Special Considerations (See Table 4). A special situation to consider is the patient taking beta-blockers, such as a child with congenital heart disease or renal disease. Beta-blockers have been shown to increase the severity and possibly the incidence of anaphylaxis. In addition, these drugs may render standard anaphylaxis medications (e.g., epinephrine) ineffective. In the setting of a beta-antagonist, the effects of epinephrine may be only alpha-adrenergic.79-81
Table 4. Medications for Special Situations in Anaphylaxis |
The patient taking a beta-blocker may benefit from the administration of atropine, intravenous glucagon, or aminophylline. Atropine commonly is given in a nebulized form for the treatment of acute wheezing and may be helpful in patients for whom albuterol may not be effective. In addition, bradycardia is a potential cardiovascular symptom of anaphylaxis and intravenous atropine also may be indicated. Glucagon bypasses the beta-adrenergic receptor and directly activates the adrenergic cascade. In addition, aminophylline—while always an available adjunct in the management of severe bronchospasm—should be strongly considered in this patient population because it also bypasses the beta-receptor.20
Another special consideration is anaphylaxis induced by an injection or sting. In this setting, the application of a venous tourniquet proximal to the site of injection may be helpful to control the distribution of the inciting agent. A local infiltration of epinephrine at the site also may produce vasoconstriction that will impede its absorption. Local applications of ice packs also may be helpful.82
Laboratory Evaluation.
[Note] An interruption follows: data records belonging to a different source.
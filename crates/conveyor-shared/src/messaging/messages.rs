//! # Queue Payloads
//!
//! The two wire shapes the kernel consumes. All fields are explicit and
//! unknown fields are rejected (`deny_unknown_fields`) so schema drift
//! between producers and consumers fails loudly instead of silently.

use serde::{Deserialize, Serialize};
use serde_json::{Map, Value};

use crate::models::StageResults;

/// Instructs the kernel to process one stage of a job.
///
/// `stage_results` carries the results accumulated so far; the fan-out hook
/// for stage `s` receives the entry for `s - 1` as its previous-stage
/// input. `correlation_id` is the message correlation token generated at
/// submission and propagated through every stage transition.
#[derive(Debug, Clone, PartialEq, Serialize, Deserialize)]
#[serde(deny_unknown_fields)]
pub struct JobMessage {
    pub job_id: String,
    pub job_type: String,
    /// Stage to fan out, 1-indexed
    pub stage: u32,
    pub parameters: Map<String, Value>,
    #[serde(default)]
    pub stage_results: StageResults,
    #[serde(default, skip_serializing_if = "Option::is_none")]
    pub correlation_id: Option<String>,
}

impl JobMessage {
    /// The initial message enqueued at submission time
    pub fn initial(
        job_id: String,
        job_type: String,
        parameters: Map<String, Value>,
        correlation_id: String,
    ) -> Self {
        Self {
            job_id,
            job_type,
            stage: 1,
            parameters,
            stage_results: StageResults::new(),
            correlation_id: Some(correlation_id),
        }
    }
}

/// Instructs the kernel to execute one task delivery.
///
/// `retry_count` is the attempt counter: the kernel bumps it when it
/// requeues a failed task, and deliveries whose counter lags the task
/// row's are stale duplicates to be discarded.
#[derive(Debug, Clone, PartialEq, Serialize, Deserialize)]
#[serde(deny_unknown_fields)]
pub struct TaskMessage {
    pub task_id: String,
    pub parent_job_id: String,
    pub job_type: String,
    pub task_type: String,
    pub stage: u32,
    pub task_index: u32,
    pub parameters: Value,
    #[serde(default)]
    pub retry_count: u32,
    #[serde(default, skip_serializing_if = "Option::is_none")]
    pub correlation_id: Option<String>,
}

#[cfg(test)]
mod tests {
    use super::*;
    use serde_json::json;

    #[test]
    fn test_job_message_roundtrip() {
        let msg = JobMessage::initial(
            "a".repeat(64),
            "greeting".into(),
            json!({"n": 3}).as_object().unwrap().clone(),
            "tok12345".into(),
        );
        let value = serde_json::to_value(&msg).unwrap();
        assert_eq!(value["stage"], 1);
        assert_eq!(value["correlation_id"], "tok12345");
        let back: JobMessage = serde_json::from_value(value).unwrap();
        assert_eq!(back, msg);
    }

    #[test]
    fn test_job_message_rejects_unknown_fields() {
        let raw = json!({
            "job_id": "x", "job_type": "t", "stage": 1,
            "parameters": {}, "surprise": true
        });
        assert!(serde_json::from_value::<JobMessage>(raw).is_err());
    }

    #[test]
    fn test_job_message_stage_results_default_to_empty() {
        let raw = json!({"job_id": "x", "job_type": "t", "stage": 2, "parameters": {}});
        let msg: JobMessage = serde_json::from_value(raw).unwrap();
        assert!(msg.stage_results.is_empty());
        assert!(msg.correlation_id.is_none());
    }

    #[test]
    fn test_task_message_roundtrip_with_defaults() {
        let raw = json!({
            "task_id": "01234567-s1-0",
            "parent_job_id": "x",
            "job_type": "greeting",
            "task_type": "greet",
            "stage": 1,
            "task_index": 0,
            "parameters": {"who": "world"}
        });
        let msg: TaskMessage = serde_json::from_value(raw).unwrap();
        assert_eq!(msg.retry_count, 0);
        assert!(msg.correlation_id.is_none());
    }

    #[test]
    fn test_task_message_rejects_unknown_fields() {
        let raw = json!({
            "task_id": "t", "parent_job_id": "j", "job_type": "g",
            "task_type": "greet", "stage": 1, "task_index": 0,
            "parameters": {}, "extra": 1
        });
        assert!(serde_json::from_value::<TaskMessage>(raw).is_err());
    }
}
//! Messaging error type shared by all queue providers.

use thiserror::Error;

/// Errors surfaced by queue providers and the message client
#[derive(Debug, Error)]
pub enum MessagingError {
    #[error("failed to connect to messaging backend: {0}")]
    Connection(String),

    #[error("failed to create queue '{queue}': {reason}")]
    QueueCreation { queue: String, reason: String },

    #[error("send to '{queue}' failed: {reason}")]
    Send { queue: String, reason: String },

    #[error("receive from '{queue}' failed: {reason}")]
    Receive { queue: String, reason: String },

    #[error("ack of message {msg_id} on '{queue}' failed: {reason}")]
    Ack {
        queue: String,
        msg_id: i64,
        reason: String,
    },

    #[error("nack of message {msg_id} on '{queue}' failed: {reason}")]
    Nack {
        queue: String,
        msg_id: i64,
        reason: String,
    },

    #[error("visibility extension of message {msg_id} on '{queue}' failed: {reason}")]
    ExtendVisibility {
        queue: String,
        msg_id: i64,
        reason: String,
    },

    #[error("queue stats for '{queue}' failed: {reason}")]
    QueueStats { queue: String, reason: String },

    #[error("invalid receipt handle '{0}'")]
    InvalidReceiptHandle(String),

    #[error("payload serialization failed: {0}")]
    Serialization(String),

    #[error("messaging health check failed: {0}")]
    HealthCheck(String),
}

impl MessagingError {
    pub fn connection(reason: impl Into<String>) -> Self {
        Self::Connection(reason.into())
    }

    pub fn queue_creation(queue: impl Into<String>, reason: impl Into<String>) -> Self {
        Self::QueueCreation {
            queue: queue.into(),
            reason: reason.into(),
        }
    }

    pub fn send(queue: impl Into<String>, reason: impl Into<String>) -> Self {
        Self::Send {
            queue: queue.into(),
            reason: reason.into(),
        }
    }

    pub fn receive(queue: impl Into<String>, reason: impl Into<String>) -> Self {
        Self::Receive {
            queue: queue.into(),
            reason: reason.into(),
        }
    }

    pub fn ack(queue: impl Into<String>, msg_id: i64, reason: impl Into<String>) -> Self {
        Self::Ack {
            queue: queue.into(),
            msg_id,
            reason: reason.into(),
        }
    }

    pub fn nack(queue: impl Into<String>, msg_id: i64, reason: impl Into<String>) -> Self {
        Self::Nack {
            queue: queue.into(),
            msg_id,
            reason: reason.into(),
        }
    }

    pub fn extend_visibility(
        queue: impl Into<String>,
        msg_id: i64,
        reason: impl Into<String>,
    ) -> Self {
        Self::ExtendVisibility {
            queue: queue.into(),
            msg_id,
            reason: reason.into(),
        }
    }

    pub fn queue_stats(queue: impl Into<String>, reason: impl Into<String>) -> Self {
        Self::QueueStats {
            queue: queue.into(),
            reason: reason.into(),
        }
    }

    pub fn serialization(reason: impl Into<String>) -> Self {
        Self::Serialization(reason.into())
    }

    pub fn health_check(reason: impl Into<String>) -> Self {
        Self::HealthCheck(reason.into())
    }
}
Laboratory markers, such as tryptase, may be elevated in the setting of an allergic reaction.54,83,84 However, the emergency treatment of anaphylaxis should not be delayed pending laboratory confirmation; therefore, these markers are of no utility in the evaluation of a patient presenting to the ED with anaphylaxis.
Disposition
The decision to discharge a patient from the ED depends upon many factors. The severity of the reaction, the degree of resuscitation required, the home environment, the risk of a late-phase reaction, and access to emergency care are just a few of the factors to be considered.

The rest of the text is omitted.